Ellie Reeve has spent the better part of a decade
trying to understand the world of incels.
She's a correspondent for CNN and author of Black Pill,
how I witnessed the darkest corners of the internet come to life,
poison society, and capture American politics.
She joins me now to try and understand
why some men are drawn to this movement
and why it keeps leading to violence.
Ellie, thanks so much for coming on to the show.
it's really great to have you. Well, thanks for having me. So you have been covering the world of
in cells for years now, really. You've spoken to them. You've spent time in their chat rooms.

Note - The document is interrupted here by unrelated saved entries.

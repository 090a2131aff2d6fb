//! Migration orchestrator
//!
//! Top-level sequencing of one migration:
//! 1. load the persisted run for the plan, returning terminal runs as-is
//!    except runs stopped by a failed stack, which are reopened
//! 2. provision stacks in dependency order, skipping ones already ready and
//!    retrying the one that failed
//! 3. start replication once the databases are ready, then health polling
//! 4. tick: rollback guard first, then a phase advance, until the controller
//!    completes or rolls back
//!
//! The run record is persisted after every change.

use crate::config::MigrationSettings;
use crate::error::OrchestratorError;
use crate::plan::MigrationPlan;
use crate::provision::Provisioner;
use crate::store::RunStore;
use cutover_graph::{StackGraph, StackId, StackStatus};
use cutover_signals::{
    Clock, HealthProbe, HealthSource, ReplicationMonitor, ReplicationStatusSource,
};
use cutover_traffic::{
    AbortSignal, Gates, GuardVerdict, MigrationRun, RollbackGuard, RunOutcome, StackFailure,
    TrafficController, TrafficError, TrafficRouter, TrafficWeight,
};
use parking_lot::RwLock;
use serde::Serialize;
use std::sync::Arc;
use std::time::Duration;
use tokio::time::MissedTickBehavior;

/// External systems the orchestrator drives
#[derive(Clone)]
pub struct Collaborators {
    /// Creates stacks
    pub provisioner: Arc<dyn Provisioner>,
    /// Replication task status
    pub replication: Arc<dyn ReplicationStatusSource>,
    /// Per-environment health
    pub health: Arc<dyn HealthSource>,
    /// Applies traffic weights
    pub router: Arc<dyn TrafficRouter>,
}

impl std::fmt::Debug for Collaborators {
    fn fmt(&self, f: &mut std::fmt::Formatter<'_>) -> std::fmt::Result {
        f.debug_struct("Collaborators").finish_non_exhaustive()
    }
}

/// Result of a run that reached an outcome
#[derive(Debug, Clone, PartialEq, Serialize)]
pub struct MigrationReport {
    /// Final run record
    pub run: MigrationRun,
    /// Stack statuses in declaration order
    pub stacks: Vec<(StackId, StackStatus)>,
    /// Whether the router acknowledged the final weight
    pub routing_in_sync: bool,
}

impl MigrationReport {
    /// Terminal outcome
    #[must_use]
    pub fn outcome(&self) -> Option<RunOutcome> {
        self.run.outcome
    }

    /// Final intended weight
    #[must_use]
    pub fn final_weight(&self) -> TrafficWeight {
        self.run.weight
    }
}

/// Drives a [`MigrationPlan`] from empty infrastructure to a cut-over (or
/// rolled back) environment
pub struct MigrationOrchestrator {
    collaborators: Collaborators,
    store: Arc<dyn RunStore>,
    abort: AbortSignal,
    clock: Clock,
    graph: RwLock<StackGraph>,
}

impl std::fmt::Debug for MigrationOrchestrator {
    fn fmt(&self, f: &mut std::fmt::Formatter<'_>) -> std::fmt::Result {
        f.debug_struct("MigrationOrchestrator")
            .field("abort", &self.abort)
            .field("stacks", &self.graph.read().len())
            .finish_non_exhaustive()
    }
}

impl MigrationOrchestrator {
    /// Create an orchestrator that is never aborted externally
    #[must_use]
    pub fn new(collaborators: Collaborators, store: Arc<dyn RunStore>) -> Self {
        Self {
            collaborators,
            store,
            abort: AbortSignal::never(),
            clock: Clock::new(),
            graph: RwLock::new(StackGraph::new()),
        }
    }

    /// Observe `signal` at every tick and before every provisioning step
    #[must_use]
    pub fn with_abort(mut self, signal: AbortSignal) -> Self {
        self.abort = signal;
        self
    }

    /// Stack statuses of the most recent run, in declaration order
    ///
    /// Still available after `run` returned an error.
    #[must_use]
    pub fn stack_statuses(&self) -> Vec<(StackId, StackStatus)> {
        self.graph.read().statuses()
    }

    /// Execute or resume `plan`
    ///
    /// # Errors
    /// - `Config`/`Graph` for plan mistakes, before anything is provisioned
    /// - `ProvisioningFailed` when a stack fails; the run is persisted as
    ///   `Aborted` with the failed stack recorded, and the next call retries
    ///   that stack without touching the ready ones
    /// - `Store` when the run cannot be persisted
    pub async fn run(&self, plan: &MigrationPlan) -> Result<MigrationReport, OrchestratorError> {
        plan.validate()?;
        let settings = &plan.settings;
        let mut graph = plan.graph()?;
        let order = graph.topological_order()?;

        let mut persisted = self.store.load(&plan.name).await?;
        if let Some(run) = &persisted {
            restore_graph(&mut graph, &order, run)?;
        }
        *self.graph.write() = graph;

        if let Some(run) = persisted.as_mut().filter(|r| is_retryable_failure(r)) {
            if let Some(failure) = run.failed_stack.take() {
                tracing::info!(
                    plan = %plan.name,
                    run_id = %run.run_id,
                    stack = %failure.stack,
                    previous = %failure.reason,
                    "retrying failed stack"
                );
            }
            run.outcome = None;
            run.touch(self.clock.now());
            self.store.save(run).await?;
        }

        let mut run = match persisted {
            Some(run) if run.is_terminal() => {
                tracing::info!(plan = %plan.name, run_id = %run.run_id, summary = %run.summary(), "run already finished");
                return Ok(self.report(run, false));
            }
            Some(run) => {
                tracing::info!(
                    plan = %plan.name,
                    run_id = %run.run_id,
                    phase = run.phase_index,
                    ready = run.ready_stacks.len(),
                    "resuming run"
                );
                run
            }
            None => {
                let run = MigrationRun::new(plan.name.clone(), &plan.phases, self.clock.now());
                tracing::info!(plan = %plan.name, run_id = %run.run_id, stacks = order.len(), "starting run");
                self.store.save(&run).await?;
                run
            }
        };

        let replication = Arc::new(ReplicationMonitor::new(
            Arc::clone(&self.collaborators.replication),
            settings.replication,
        ));

        for id in &order {
            self.maybe_start_replication(plan, &replication)?;
            if self.graph.read().status(id.as_str()) == Some(StackStatus::Ready) {
                continue;
            }
            if let Some(reason) = self.abort.reason() {
                tracing::warn!(plan = %plan.name, next = %id, %reason, "aborted during provisioning");
                replication.stop();
                run.outcome = Some(RunOutcome::Aborted);
                run.touch(self.clock.now());
                self.store.save(&run).await?;
                return Ok(self.report(run, false));
            }
            self.provision(id, settings, &mut run).await?;
        }
        if !replication.is_running() {
            replication.start(
                plan.replication.source.clone(),
                plan.replication.target.clone(),
                settings.replication_poll_interval,
            )?;
        }

        let result = self.shift(plan, run, &replication).await;
        replication.stop();
        result
    }

    fn maybe_start_replication(
        &self,
        plan: &MigrationPlan,
        replication: &Arc<ReplicationMonitor>,
    ) -> Result<(), OrchestratorError> {
        let has_databases = plan.database_stacks().next().is_some();
        if has_databases && !replication.is_running() && plan.databases_ready(&self.graph.read()) {
            replication.start(
                plan.replication.source.clone(),
                plan.replication.target.clone(),
                plan.settings.replication_poll_interval,
            )?;
        }
        Ok(())
    }

    async fn provision(
        &self,
        id: &StackId,
        settings: &MigrationSettings,
        run: &mut MigrationRun,
    ) -> Result<(), OrchestratorError> {
        let params = {
            let mut graph = self.graph.write();
            graph.mark_in_progress(id.as_str())?;
            graph.dependency_outputs(id.as_str())?
        };

        let provisioner = Arc::clone(&self.collaborators.provisioner);
        let result = settings
            .provision_retry
            .run("provision", |_| {
                let provisioner = Arc::clone(&provisioner);
                let params = params.clone();
                let id = id.clone();
                async move { provisioner.provision(&id, &params).await }
            })
            .await;

        match result {
            Ok(outputs) => {
                self.graph.write().mark_ready(id.as_str(), outputs.clone())?;
                run.ready_stacks.insert(id.clone(), outputs);
                run.touch(self.clock.now());
                self.store.save(run).await?;
                Ok(())
            }
            Err(err) => {
                let reason = err.to_string();
                self.graph.write().mark_failed(id.as_str(), reason.clone())?;
                run.failed_stack = Some(StackFailure {
                    stack: id.clone(),
                    reason: reason.clone(),
                });
                run.outcome = Some(RunOutcome::Aborted);
                run.touch(self.clock.now());
                self.store.save(run).await?;
                Err(OrchestratorError::ProvisioningFailed {
                    node: id.clone(),
                    reason,
                })
            }
        }
    }

    async fn shift(
        &self,
        plan: &MigrationPlan,
        run: MigrationRun,
        replication: &Arc<ReplicationMonitor>,
    ) -> Result<MigrationReport, OrchestratorError> {
        let settings = &plan.settings;
        if let Some(blind) = settings.guard_blind_spot() {
            tracing::warn!(
                push_budget_ms = blind.as_millis() as u64,
                "advance push retries can outlast the shortest guard window"
            );
        }
        let health = Arc::new(HealthProbe::new(settings.health));
        let poller = health.spawn_poller(
            Arc::clone(&self.collaborators.health),
            settings.health_poll_interval,
        );

        let controller = Arc::new(TrafficController::resume(
            run,
            plan.phases.clone(),
            Arc::clone(&self.collaborators.router),
            Gates {
                replication: Arc::clone(replication),
                health: Arc::clone(&health),
            },
            settings.traffic.clone(),
        )?);
        if let Err(err) = controller.resync_routing().await {
            tracing::warn!(error = %err, "could not align routing with the starting phase");
        }
        let guard = RollbackGuard::new(
            Arc::clone(&controller),
            Arc::clone(replication),
            Arc::clone(&health),
            self.abort.clone(),
            settings.guard.clone(),
        );

        let outcome = self
            .supervise(&controller, &guard, settings.tick_interval)
            .await;
        poller.abort();
        outcome?;

        let run = controller.run();
        tracing::info!(plan = %plan.name, run_id = %run.run_id, summary = %run.summary(), "run finished");
        Ok(self.report(run, controller.routing_in_sync()))
    }

    /// Tick until the controller is terminal
    ///
    /// The guard runs before the advance on each tick and the advance is
    /// awaited inline, so the guard does not run while an advance push is
    /// retrying. `guard_blind_spot` flags settings where that gap outlasts
    /// a guard window.
    async fn supervise(
        &self,
        controller: &TrafficController,
        guard: &RollbackGuard,
        tick: Duration,
    ) -> Result<(), OrchestratorError> {
        let mut saved = controller.run().sequence;
        let mut ticker = tokio::time::interval(tick);
        ticker.set_missed_tick_behavior(MissedTickBehavior::Delay);

        loop {
            ticker.tick().await;

            if let GuardVerdict::RolledBack(record) = guard.evaluate().await {
                tracing::error!(
                    phase = record.phase_index,
                    reason = %record.reason,
                    "migration rolled back"
                );
            }

            if !controller.is_terminal() {
                match controller.advance_phase().await {
                    Ok(weight) => tracing::info!(%weight, "phase advanced"),
                    Err(TrafficError::PhaseGateNotSatisfied(gate)) => {
                        tracing::debug!(reason = %gate, "waiting on phase gate");
                    }
                    Err(TrafficError::AlreadyTerminal(_)) => {}
                    Err(err) => return Err(err.into()),
                }
            }

            let run = controller.run();
            if run.sequence != saved {
                self.store.save(&run).await?;
                saved = run.sequence;
            }
            if controller.is_terminal() {
                return Ok(());
            }
        }
    }

    fn report(&self, run: MigrationRun, routing_in_sync: bool) -> MigrationReport {
        MigrationReport {
            run,
            stacks: self.stack_statuses(),
            routing_in_sync,
        }
    }
}

/// A run that stopped on a failed stack; the next `run` retries that stack
fn is_retryable_failure(run: &MigrationRun) -> bool {
    run.outcome == Some(RunOutcome::Aborted) && run.failed_stack.is_some()
}

/// Replay the persisted provisioning progress onto a fresh graph
fn restore_graph(
    graph: &mut StackGraph,
    order: &[StackId],
    run: &MigrationRun,
) -> Result<(), OrchestratorError> {
    for id in order {
        if let Some(outputs) = run.ready_stacks.get(id) {
            graph.mark_in_progress(id.as_str())?;
            graph.mark_ready(id.as_str(), outputs.clone())?;
        }
    }
    if let Some(failure) = &run.failed_stack {
        graph.mark_in_progress(failure.stack.as_str())?;
        graph.mark_failed(failure.stack.as_str(), failure.reason.clone())?;
    }
    Ok(())
}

And just like, what was your reaction when you heard about this attack and read the shooter's
manifesto? My first reaction was one that I share with a lot of people who've covered internet
extremism over the last 10 years, which is, I can't believe this is still relevant. Because
At the time, when you first started uncovering it, it seemed so crazy and so strange, and it was
actually very difficult to get people to pay attention to it. And now our reward or punishment
for having the foresight to look into this stuff is that it just keeps being relevant. And
it's just like, I can't believe this is happening again. You know, I want to come back to that
idea with you towards the end of the conversation. But let's spend a little bit,
more time now kind of interrogating what this guy seemed to believe as sort of detestable as it is.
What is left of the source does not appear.